Researchers in China have found that two different types of the new coronavirus could be causing infections worldwide.
In a preliminary study published Tuesday, scientists at Peking University's School of Life Sciences and the Institut Pasteur of Shanghai found that a more aggressive type of the new coronavirus had accounted for roughly 70% of analyzed strains, while 30% had been linked to a less aggressive type.
The more aggressive type of virus was found to be prevalent in the early stages of the outbreak in Wuhan — the Chinese city where COVID-19 was first detected late last year.
But the frequency of this type of virus has since decreased from early January.
The researchers said their results indicate the development of new variations of the spike in COVID-19 cases was "likely caused by mutations and natural selection besides recombination."
"These findings strongly support an urgent need for further immediate, comprehensive studies that combine genomic data, epidemiological data, and chart records of the clinical symptoms of patients with coronavirus disease 2019 (COVID-19)," they said.

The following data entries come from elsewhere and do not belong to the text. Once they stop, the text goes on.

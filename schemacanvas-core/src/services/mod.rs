pub mod authorization;
pub mod column_service;
pub mod enum_type_service;
pub mod graph_patch_applicator;
pub mod graph_query;
pub mod project_service;
pub mod relationship_service;
pub mod snapshot_codec;
pub mod snapshot_service;
pub mod table_service;
pub mod undo_service;

pub use authorization::{AuthorizationService, Capability};
pub use column_service::ColumnService;
pub use enum_type_service::EnumTypeService;
pub use graph_patch_applicator::{ApplySummary, GraphPatchApplicator};
pub use project_service::ProjectService;
pub use relationship_service::RelationshipService;
pub use snapshot_codec::SnapshotPayload;
pub use snapshot_service::SnapshotService;
pub use table_service::TableService;
pub use undo_service::UndoService;
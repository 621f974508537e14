use sea_orm::DbErr;
use serde::{Deserialize, Serialize};

use crate::errors::{SchemaError, SchemaResult};
use crate::graph_types::{
    ColumnUpdate, EnumTypeUpdate, GraphEntities, RelationshipTypeUpdate, TableUpdate,
};

/// Reference to one removable graph entity
#[derive(Debug, Clone, PartialEq, Eq, Hash, Serialize, Deserialize)]
#[serde(tag = "kind", content = "id", rename_all = "camelCase")]
pub enum EntityRef {
    Table(String),
    Column(String),
    Relationship(String),
    EnumType(String),
}

impl EntityRef {
    pub fn id(&self) -> &str {
        match self {
            EntityRef::Table(id)
            | EntityRef::Column(id)
            | EntityRef::Relationship(id)
            | EntityRef::EnumType(id) => id,
        }
    }
}

/// Field-level change of one existing entity
#[derive(Debug, Clone, PartialEq, Serialize, Deserialize)]
pub struct EntityChange<U> {
    pub id: String,
    pub fields: U,
}

impl<U> EntityChange<U> {
    pub fn new(id: impl Into<String>, fields: U) -> Self {
        Self {
            id: id.into(),
            fields,
        }
    }
}

#[derive(Debug, Clone, Default, PartialEq, Serialize, Deserialize)]
#[serde(rename_all = "camelCase", default)]
pub struct GraphChanges {
    pub tables: Vec<EntityChange<TableUpdate>>,
    pub enum_types: Vec<EntityChange<EnumTypeUpdate>>,
    pub columns: Vec<EntityChange<ColumnUpdate>>,
    pub relationships: Vec<EntityChange<RelationshipTypeUpdate>>,
}

impl GraphChanges {
    pub fn is_empty(&self) -> bool {
        self.tables.is_empty()
            && self.enum_types.is_empty()
            && self.columns.is_empty()
            && self.relationships.is_empty()
    }
}

/// State change stored on both sides of an undo entry
///
/// Applying a patch removes the referenced entities, writes the upserted
/// records as given, then changes only the listed fields of entities that
/// must still exist. Updates are recorded as changes so that undoing one
/// never rewrites fields another user has touched since.
#[derive(Debug, Clone, Default, PartialEq, Serialize, Deserialize)]
#[serde(rename_all = "camelCase", default)]
pub struct GraphPatch {
    pub upsert: GraphEntities,
    pub remove: Vec<EntityRef>,
    pub change: GraphChanges,
}

impl GraphPatch {
    pub fn upserting(entities: GraphEntities) -> Self {
        Self {
            upsert: entities,
            ..Default::default()
        }
    }

    pub fn removing(refs: Vec<EntityRef>) -> Self {
        Self {
            remove: refs,
            ..Default::default()
        }
    }

    pub fn changing(changes: GraphChanges) -> Self {
        Self {
            change: changes,
            ..Default::default()
        }
    }

    pub fn is_empty(&self) -> bool {
        self.upsert.is_empty() && self.remove.is_empty() && self.change.is_empty()
    }

    pub fn to_json(&self) -> SchemaResult<serde_json::Value> {
        serde_json::to_value(self).map_err(|e| SchemaError::from(DbErr::Json(e.to_string())))
    }

    pub fn from_json(value: serde_json::Value) -> SchemaResult<Self> {
        serde_json::from_value(value).map_err(|e| SchemaError::from(DbErr::Json(e.to_string())))
    }
}

impl GraphEntities {
    /// Refs of every entity in the set
    pub fn refs(&self) -> Vec<EntityRef> {
        self.relationships
            .iter()
            .map(|r| EntityRef::Relationship(r.id.clone()))
            .chain(self.columns.iter().map(|c| EntityRef::Column(c.id.clone())))
            .chain(self.tables.iter().map(|t| EntityRef::Table(t.id.clone())))
            .chain(self.enum_types.iter().map(|e| EntityRef::EnumType(e.id.clone())))
            .collect()
    }
}
pub mod columns;
pub mod enum_types;
pub mod project_collaborators;
pub mod projects;
pub mod relationships;
pub mod snapshots;
pub mod tables;
pub mod undo_cursors;
pub mod undo_entries;
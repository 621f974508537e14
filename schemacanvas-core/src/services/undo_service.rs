use chrono::Utc;
use sea_orm::sea_query::Expr;
use sea_orm::{
    ActiveModelTrait, ColumnTrait, ConnectionTrait, DatabaseConnection, EntityTrait, QueryFilter,
    QueryOrder, Set, TransactionTrait,
};
use tracing::{debug, info};

use crate::auth::Actor;
use crate::common::{new_id, with_retry, RetryPolicy};
use crate::database::entities::undo_cursors;
use crate::database::entities::undo_entries::{self, Entity as UndoEntries};
use crate::errors::{SchemaError, SchemaResult};
use crate::graph_patch::GraphPatch;
use crate::graph_types::UndoEntryRecord;
use crate::services::authorization::{AuthorizationService, Capability};
use crate::services::graph_patch_applicator::GraphPatchApplicator;

/// Per-(project, user) undo/redo ledger
///
/// Entries are append-only. A cursor row holds the position of the last
/// applied entry; undo and redo move it and apply the stored patch.
pub struct UndoService {
    db: DatabaseConnection,
    auth: AuthorizationService,
    retry: RetryPolicy,
}

impl UndoService {
    pub fn new(db: DatabaseConnection, auth: AuthorizationService, retry: RetryPolicy) -> Self {
        Self { db, auth, retry }
    }

    /// Append an entry inside the caller's transaction
    ///
    /// The position is `max + 1` over the whole stack (0 for the first entry),
    /// guarded by the unique (project, user, position) index. Entries above the
    /// current head are superseded and the head moves to the new entry.
    pub async fn record<C: ConnectionTrait>(
        conn: &C,
        project_id: &str,
        user_id: &str,
        action_type: &str,
        before: &GraphPatch,
        after: &GraphPatch,
    ) -> SchemaResult<UndoEntryRecord> {
        let last = UndoEntries::find()
            .filter(undo_entries::Column::ProjectId.eq(project_id))
            .filter(undo_entries::Column::UserId.eq(user_id))
            .order_by_desc(undo_entries::Column::Position)
            .one(conn)
            .await?;
        let position = last.map(|e| e.position + 1).unwrap_or(0);

        let cursor = find_cursor(conn, project_id, user_id).await?;
        let head = cursor.as_ref().and_then(|c| c.head_position);

        let mut abandoned = UndoEntries::update_many()
            .col_expr(undo_entries::Column::Superseded, Expr::value(true))
            .filter(undo_entries::Column::ProjectId.eq(project_id))
            .filter(undo_entries::Column::UserId.eq(user_id))
            .filter(undo_entries::Column::Superseded.eq(false));
        if let Some(head) = head {
            abandoned = abandoned.filter(undo_entries::Column::Position.gt(head));
        }
        let superseded = abandoned.exec(conn).await?.rows_affected;
        if superseded > 0 {
            debug!(
                "Superseded {} undone entries for user {} on project {}",
                superseded, user_id, project_id
            );
        }

        let now = Utc::now();
        let entry = undo_entries::ActiveModel {
            id: Set(new_id()),
            project_id: Set(project_id.to_string()),
            user_id: Set(user_id.to_string()),
            action_type: Set(action_type.to_string()),
            before_state: Set(before.to_json()?),
            after_state: Set(after.to_json()?),
            position: Set(position),
            superseded: Set(false),
            created_at: Set(now),
        }
        .insert(conn)
        .await?;

        save_cursor(conn, cursor, project_id, user_id, Some(position)).await?;

        debug!(
            "Recorded {} at position {} for user {} on project {}",
            action_type, position, user_id, project_id
        );
        UndoEntryRecord::try_from(entry)
    }

    /// Push an entry for the acting user without applying anything
    pub async fn push(
        &self,
        actor: &Actor,
        project_id: &str,
        action_type: &str,
        before: &GraphPatch,
        after: &GraphPatch,
    ) -> SchemaResult<UndoEntryRecord> {
        with_retry(&self.retry, "push undo entry", move || {
            self.push_once(actor, project_id, action_type, before, after)
        })
        .await
    }

    async fn push_once(
        &self,
        actor: &Actor,
        project_id: &str,
        action_type: &str,
        before: &GraphPatch,
        after: &GraphPatch,
    ) -> SchemaResult<UndoEntryRecord> {
        let txn = self.db.begin().await?;
        let authorized = self
            .auth
            .authorize(&txn, actor, project_id, Capability::Write)
            .await?;

        let entry = Self::record(
            &txn,
            project_id,
            &authorized.user_id,
            action_type,
            before,
            after,
        )
        .await?;
        txn.commit().await?;
        Ok(entry)
    }

    /// Apply the head entry's before-state; `None` when nothing is left to undo
    pub async fn undo(
        &self,
        actor: &Actor,
        project_id: &str,
    ) -> SchemaResult<Option<UndoEntryRecord>> {
        with_retry(&self.retry, "undo", move || self.undo_once(actor, project_id)).await
    }

    async fn undo_once(
        &self,
        actor: &Actor,
        project_id: &str,
    ) -> SchemaResult<Option<UndoEntryRecord>> {
        let txn = self.db.begin().await?;
        let authorized = self
            .auth
            .authorize(&txn, actor, project_id, Capability::Write)
            .await?;
        let user_id = authorized.user_id.as_str();

        let cursor = find_cursor(&txn, project_id, user_id).await?;
        let Some(head) = cursor.as_ref().and_then(|c| c.head_position) else {
            debug!("Nothing to undo for user {} on project {}", user_id, project_id);
            return Ok(None);
        };

        let entry = UndoEntries::find()
            .filter(undo_entries::Column::ProjectId.eq(project_id))
            .filter(undo_entries::Column::UserId.eq(user_id))
            .filter(undo_entries::Column::Position.eq(head))
            .one(&txn)
            .await?
            .ok_or_else(|| {
                SchemaError::corrupt_record(format!("undo cursor points at missing position {}", head))
            })?;
        let entry = UndoEntryRecord::try_from(entry)?;

        GraphPatchApplicator::new(&txn, project_id, Utc::now())
            .apply(&entry.before_state)
            .await?;

        let previous = UndoEntries::find()
            .filter(undo_entries::Column::ProjectId.eq(project_id))
            .filter(undo_entries::Column::UserId.eq(user_id))
            .filter(undo_entries::Column::Superseded.eq(false))
            .filter(undo_entries::Column::Position.lt(head))
            .order_by_desc(undo_entries::Column::Position)
            .one(&txn)
            .await?
            .map(|e| e.position);

        save_cursor(&txn, cursor, project_id, user_id, previous).await?;
        txn.commit().await?;

        info!(
            "Undid {} (position {}) for user {} on project {}",
            entry.action_type, entry.position, user_id, project_id
        );
        Ok(Some(entry))
    }

    /// Re-apply the next undone entry's after-state; `None` when nothing is left to redo
    pub async fn redo(
        &self,
        actor: &Actor,
        project_id: &str,
    ) -> SchemaResult<Option<UndoEntryRecord>> {
        with_retry(&self.retry, "redo", move || self.redo_once(actor, project_id)).await
    }

    async fn redo_once(
        &self,
        actor: &Actor,
        project_id: &str,
    ) -> SchemaResult<Option<UndoEntryRecord>> {
        let txn = self.db.begin().await?;
        let authorized = self
            .auth
            .authorize(&txn, actor, project_id, Capability::Write)
            .await?;
        let user_id = authorized.user_id.as_str();

        let cursor = find_cursor(&txn, project_id, user_id).await?;
        let head = cursor.as_ref().and_then(|c| c.head_position);

        let mut next = UndoEntries::find()
            .filter(undo_entries::Column::ProjectId.eq(project_id))
            .filter(undo_entries::Column::UserId.eq(user_id))
            .filter(undo_entries::Column::Superseded.eq(false));
        if let Some(head) = head {
            next = next.filter(undo_entries::Column::Position.gt(head));
        }
        let Some(entry) = next
            .order_by_asc(undo_entries::Column::Position)
            .one(&txn)
            .await?
        else {
            debug!("Nothing to redo for user {} on project {}", user_id, project_id);
            return Ok(None);
        };
        let entry = UndoEntryRecord::try_from(entry)?;

        GraphPatchApplicator::new(&txn, project_id, Utc::now())
            .apply(&entry.after_state)
            .await?;

        save_cursor(&txn, cursor, project_id, user_id, Some(entry.position)).await?;
        txn.commit().await?;

        info!(
            "Redid {} (position {}) for user {} on project {}",
            entry.action_type, entry.position, user_id, project_id
        );
        Ok(Some(entry))
    }

    /// The acting user's stack, including superseded entries, by position
    pub async fn history(
        &self,
        actor: &Actor,
        project_id: &str,
    ) -> SchemaResult<Vec<UndoEntryRecord>> {
        let Some(authorized) = self.auth.authorize_read(&self.db, actor, project_id).await? else {
            return Ok(Vec::new());
        };

        UndoEntries::find()
            .filter(undo_entries::Column::ProjectId.eq(project_id))
            .filter(undo_entries::Column::UserId.eq(authorized.user_id.as_str()))
            .order_by_asc(undo_entries::Column::Position)
            .all(&self.db)
            .await?
            .into_iter()
            .map(UndoEntryRecord::try_from)
            .collect()
    }

    /// Position of the last applied entry, if any
    pub async fn head_position(&self, actor: &Actor, project_id: &str) -> SchemaResult<Option<i32>> {
        let Some(authorized) = self.auth.authorize_read(&self.db, actor, project_id).await? else {
            return Ok(None);
        };
        Ok(find_cursor(&self.db, project_id, &authorized.user_id)
            .await?
            .and_then(|c| c.head_position))
    }
}

async fn find_cursor<C: ConnectionTrait>(
    conn: &C,
    project_id: &str,
    user_id: &str,
) -> SchemaResult<Option<undo_cursors::Model>> {
    Ok(
        undo_cursors::Entity::find_by_id((project_id.to_string(), user_id.to_string()))
            .one(conn)
            .await?,
    )
}

async fn save_cursor<C: ConnectionTrait>(
    conn: &C,
    existing: Option<undo_cursors::Model>,
    project_id: &str,
    user_id: &str,
    head_position: Option<i32>,
) -> SchemaResult<()> {
    let now = Utc::now();
    match existing {
        Some(cursor) => {
            let mut active: undo_cursors::ActiveModel = cursor.into();
            active.head_position = Set(head_position);
            active.updated_at = Set(now);
            active.update(conn).await?;
        }
        None => {
            undo_cursors::ActiveModel {
                project_id: Set(project_id.to_string()),
                user_id: Set(user_id.to_string()),
                head_position: Set(head_position),
                updated_at: Set(now),
            }
            .insert(conn)
            .await?;
        }
    }
    Ok(())
}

Researchers cautioned that data examined in the study was still "very limited," emphasizing that follow-up studies of a larger set of data would be needed to gain a "better understanding" of the evolution and epidemiology of COVID-19.
The findings were published in the National Science Review, the journal of the Chinese Academy of Sciences.
The study comes shortly after the WHO confirmed the fast-spreading virus had infected more than 93,000 people worldwide, with at least 3,100 deaths.
The vast majority of those cases have been reported in China, although the number of new daily infections overseas has now exceeded those in the world's second-largest economy.
South Korea, Italy, Iran and Germany have all recorded sharp upticks in cases of the flu-like virus in recent days, with many countries imposing travel restrictions on virus-hit areas worldwide.
The outbreak has now spread to more than 70 countries, while the WHO has warned that COVID-19 could soon reach most, "if not all," nations around the world.